Un giorno un vecchio mentore, persona conosciuta e famigliare che sosteneva in città la parte di Matusalemme, ci toccò una spalla. Eravamo sotto i portici del palazzo del Governatore. Trentadue gradi all’ombra. In quell’estasi canicolare udivi salire fino al cielo il ritornello querulo di un venditore di terraglie. « Ragazzo mio, » fece il nostro autorevole amico indicandoci una delle arcate che si aprivano in piena luce sulla piazza Grande « proprio di là ho visto venir su Verdi appoggiato al braccio della Stolz. Nel fermo stupore solare questi due pellegrini sorsero dinanzi a me improvvisamente. Lo stesso grido noioso e solitario che tu odi ripetersi in questo momento echeggiava anche allora qui sotto le volte. Verdi ne parve sorpreso. Si sciolse dalla sua compagna, cavò fuori un libriccino e segnò una sull’altra quelle quattro note approssimative. La cantilena del merciaio ambulante era andata a incastrarsi dritta nella sua fantasia. Ferro tira ferro, ragazzo mio. Il cervello umano quando lavora diventa una calamita. Qualche volta un accessorio rimette in movimento la macchina, poi l’opera si stacca come un frutto maturo e rotola sull’erba. Vedi come procede di sorpresa e per indicazioni il lavoro creativo ? Non si potrebbe forse pensare  che in un pomeriggio arido e sonnolento come questo da una costola di Adamo venne fuori Eva e si addormentò vicino a lui ? Basta, se lo vuoi sapere il grido ozioso di poco fa ha trovato la sua nicchia nella Aida. Vent’anni or sono, nell’udire quest’opera, riconobbi, durante l’atto del Nilo, nell’invocazione rituale dei sacerdoti nascosti nel tempio, la voce del nostro venditore di terraglie che da cinquant’anni trascina il suo piato e la sua merce per le strade di Parma ».
— Questa fu la nostra prima lezione di composizione.

(...)

La nostra città è rotta in due, e si dà l’aria di essere traversata da un famoso corso d’acqua. Il torrente scende ogni tanto dalla montagna e le fa una visita improvvisa e minacciosa. I parmigiani gli hanno preparato per ogni evenienza un gran letto che non basta ai suoi trasporti. A primavera vien giù in piena, impennato e tuonante come se fosse preceduto da una fila di tamburi, s’ingrossa, monta, supera i livelli e sale con la rapidità di un aerostato fomentato da un falò.

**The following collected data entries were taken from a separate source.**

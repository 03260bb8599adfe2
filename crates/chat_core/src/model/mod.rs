//! Model module - Chat data types
//!
//! Shared conversation and message types used by the store and the pages.

mod conversation;
mod message;

pub use conversation::{seed_conversations, Conversation};
pub use message::{Message, Role};

/// Generate a fresh identifier for a conversation or message.
pub fn new_id() -> String {
    uuid::Uuid::new_v4().to_string()
}
use thiserror::Error;

#[derive(Debug, Error)]
pub enum AuthError {
    #[error("HTTP request failed: {0}")]
    Http(#[from] reqwest::Error),

    #[error("auth endpoint returned {status}: {body}")]
    Status { status: u16, body: String },

    #[error("invalid base URL {0:?}")]
    InvalidUrl(String),
}

impl AuthError {
    /// HTTP status code, when the server answered.
    pub fn status(&self) -> Option<u16> {
        match self {
            Self::Status { status, .. } => Some(*status),
            Self::Http(e) => e.status().map(|s| s.as_u16()),
            Self::InvalidUrl(_) => None,
        }
    }
}
//! Message - One turn in the active conversation

use serde::{Deserialize, Serialize};

/// Author of a message.
#[derive(Serialize, Deserialize, Clone, Copy, Debug, Default, PartialEq, Eq, Hash)]
#[serde(rename_all = "lowercase")]
pub enum Role {
    User,
    /// Replies coming back over the transport.
    #[default]
    Model,
}

impl Role {
    pub fn as_str(&self) -> &'static str {
        match self {
            Role::User => "user",
            Role::Model => "model",
        }
    }
}

impl std::fmt::Display for Role {
    fn fmt(&self, f: &mut std::fmt::Formatter<'_>) -> std::fmt::Result {
        f.write_str(self.as_str())
    }
}

#[derive(Serialize, Deserialize, Clone, Debug, PartialEq, Eq)]
pub struct Message {
    pub id: String,
    pub role: Role,
    pub content: String,
}

impl Message {
    pub fn new(id: impl Into<String>, role: Role, content: impl Into<String>) -> Self {
        Self {
            id: id.into(),
            role,
            content: content.into(),
        }
    }

    /// Create a user message with a fresh id.
    pub fn user(content: impl Into<String>) -> Self {
        Self::new(super::new_id(), Role::User, content)
    }

    /// Create a model message with a fresh id.
    pub fn model(content: impl Into<String>) -> Self {
        Self::new(super::new_id(), Role::Model, content)
    }

    pub fn is_user(&self) -> bool {
        self.role == Role::User
    }
}

#[cfg(test)]
mod tests {
    use super::*;

    #[test]
    fn test_role_serializes_lowercase() {
        let msg = Message::new("m1", Role::Model, "hi");
        let json = serde_json::to_value(&msg).unwrap();
        assert_eq!(json["role"], "model");

        let back: Message =
            serde_json::from_str(r#"{"id":"m2","role":"user","content":"yo"}"#).unwrap();
        assert!(back.is_user());
    }

    #[test]
    fn test_constructors_assign_role() {
        assert_eq!(Message::user("a").role, Role::User);
        assert_eq!(Message::model("b").role, Role::Model);
        assert_eq!(Role::default(), Role::Model);
    }
}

La folla nera protesta sui parapetti grida e gongola, mentre sotto i suoi piedi i ponti tremano, e guarda passare nei gorghi e roteare intorno ai pilastri tronchi d’albero, stie galleggianti, asini e cani affogati e gonfii come sacchi di zampogne. Già l’acqua sta per lambire il segno dell’ultima inondazione e chiudere gli occhi dei ponti : schiuma e tempesta contro gli ostacoli velocissima. Le ali dei muraglioni e le case dai camini che fumano sembrano filare in senso inverso come una flotta pigiata e fuggente.

Allo stesso modo impetuoso si abbatte sul populo radunato nel teatro di Parma la melodia corale di Verdi, poi decresce, si ritira e lascia allo scoperto il greto ampio ardente, impervio e abbagliante.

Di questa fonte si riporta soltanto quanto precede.